> **Task to complete**
Each line below with the word "DuplicateTask" needs to be copied.

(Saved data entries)
***

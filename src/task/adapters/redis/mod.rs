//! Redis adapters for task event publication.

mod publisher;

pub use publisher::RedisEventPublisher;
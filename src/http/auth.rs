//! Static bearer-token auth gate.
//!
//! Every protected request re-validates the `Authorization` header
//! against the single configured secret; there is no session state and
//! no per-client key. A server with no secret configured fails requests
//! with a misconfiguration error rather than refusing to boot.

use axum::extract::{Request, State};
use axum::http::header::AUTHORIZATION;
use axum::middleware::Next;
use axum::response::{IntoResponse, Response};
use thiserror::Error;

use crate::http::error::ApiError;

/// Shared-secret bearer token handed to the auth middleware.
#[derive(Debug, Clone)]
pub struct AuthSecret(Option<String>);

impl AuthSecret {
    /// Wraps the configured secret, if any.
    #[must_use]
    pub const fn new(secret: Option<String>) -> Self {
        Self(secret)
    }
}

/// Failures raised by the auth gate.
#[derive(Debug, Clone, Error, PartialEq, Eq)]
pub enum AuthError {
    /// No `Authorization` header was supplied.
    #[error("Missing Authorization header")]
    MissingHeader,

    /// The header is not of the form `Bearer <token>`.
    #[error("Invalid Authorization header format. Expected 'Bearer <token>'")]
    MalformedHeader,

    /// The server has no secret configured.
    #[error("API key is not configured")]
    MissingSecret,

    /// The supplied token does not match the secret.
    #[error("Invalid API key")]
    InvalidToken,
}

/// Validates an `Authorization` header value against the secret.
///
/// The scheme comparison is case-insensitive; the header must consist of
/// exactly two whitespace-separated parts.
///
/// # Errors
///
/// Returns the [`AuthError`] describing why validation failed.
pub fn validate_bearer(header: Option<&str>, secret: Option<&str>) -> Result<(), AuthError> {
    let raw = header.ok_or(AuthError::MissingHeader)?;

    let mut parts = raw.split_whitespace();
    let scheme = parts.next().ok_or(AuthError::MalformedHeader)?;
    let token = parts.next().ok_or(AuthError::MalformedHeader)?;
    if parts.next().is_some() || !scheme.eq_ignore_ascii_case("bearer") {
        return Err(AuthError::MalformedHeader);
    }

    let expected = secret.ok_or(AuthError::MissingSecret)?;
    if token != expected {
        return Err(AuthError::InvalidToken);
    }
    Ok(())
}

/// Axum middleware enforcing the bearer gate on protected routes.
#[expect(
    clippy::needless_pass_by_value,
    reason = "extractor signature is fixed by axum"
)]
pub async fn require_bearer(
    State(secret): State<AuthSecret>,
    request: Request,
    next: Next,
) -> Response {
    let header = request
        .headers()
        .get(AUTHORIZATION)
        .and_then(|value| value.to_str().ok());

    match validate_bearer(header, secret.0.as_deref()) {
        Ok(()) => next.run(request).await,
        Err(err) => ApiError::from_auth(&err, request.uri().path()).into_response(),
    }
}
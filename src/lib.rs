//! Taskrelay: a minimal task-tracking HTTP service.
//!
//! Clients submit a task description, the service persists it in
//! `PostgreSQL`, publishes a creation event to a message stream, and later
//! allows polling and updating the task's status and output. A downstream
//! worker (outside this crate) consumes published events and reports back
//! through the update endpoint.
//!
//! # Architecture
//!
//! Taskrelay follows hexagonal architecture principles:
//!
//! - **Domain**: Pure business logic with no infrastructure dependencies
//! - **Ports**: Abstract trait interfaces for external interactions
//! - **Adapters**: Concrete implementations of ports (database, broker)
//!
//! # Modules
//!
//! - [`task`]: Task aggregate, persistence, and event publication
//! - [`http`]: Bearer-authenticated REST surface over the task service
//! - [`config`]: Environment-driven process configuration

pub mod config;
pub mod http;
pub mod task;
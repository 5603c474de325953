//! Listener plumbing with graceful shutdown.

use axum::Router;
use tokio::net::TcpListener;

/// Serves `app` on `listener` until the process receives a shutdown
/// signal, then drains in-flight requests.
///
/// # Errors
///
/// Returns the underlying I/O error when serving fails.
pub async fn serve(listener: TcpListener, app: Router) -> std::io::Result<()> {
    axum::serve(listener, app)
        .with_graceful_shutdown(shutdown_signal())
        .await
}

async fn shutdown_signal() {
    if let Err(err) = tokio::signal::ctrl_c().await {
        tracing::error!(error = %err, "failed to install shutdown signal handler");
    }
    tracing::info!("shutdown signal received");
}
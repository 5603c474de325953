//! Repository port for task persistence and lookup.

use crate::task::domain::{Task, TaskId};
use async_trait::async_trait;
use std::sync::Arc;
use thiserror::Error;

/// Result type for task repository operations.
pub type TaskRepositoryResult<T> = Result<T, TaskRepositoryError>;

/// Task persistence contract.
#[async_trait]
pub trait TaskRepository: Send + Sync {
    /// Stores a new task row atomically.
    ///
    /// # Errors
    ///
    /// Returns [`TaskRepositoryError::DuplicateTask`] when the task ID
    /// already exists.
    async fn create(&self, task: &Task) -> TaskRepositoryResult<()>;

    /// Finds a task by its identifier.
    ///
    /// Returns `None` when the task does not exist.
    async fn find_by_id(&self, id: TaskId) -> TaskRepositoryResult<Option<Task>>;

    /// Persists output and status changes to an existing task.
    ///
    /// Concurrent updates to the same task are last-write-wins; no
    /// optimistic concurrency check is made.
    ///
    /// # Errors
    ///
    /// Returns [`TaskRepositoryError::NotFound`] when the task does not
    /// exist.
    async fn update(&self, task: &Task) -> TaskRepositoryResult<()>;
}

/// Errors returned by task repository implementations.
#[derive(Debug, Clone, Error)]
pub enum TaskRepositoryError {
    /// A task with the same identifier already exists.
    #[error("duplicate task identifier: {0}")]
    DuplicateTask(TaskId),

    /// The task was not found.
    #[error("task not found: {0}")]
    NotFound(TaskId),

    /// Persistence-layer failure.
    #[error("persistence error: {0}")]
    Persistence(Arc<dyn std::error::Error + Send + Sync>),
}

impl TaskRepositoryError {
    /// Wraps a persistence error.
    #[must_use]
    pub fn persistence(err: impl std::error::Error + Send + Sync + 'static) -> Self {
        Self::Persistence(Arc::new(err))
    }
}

***

> **Solution**
    /// Returns [`TaskRepositoryError::DuplicateTask`] when the task ID
    DuplicateTask(TaskId),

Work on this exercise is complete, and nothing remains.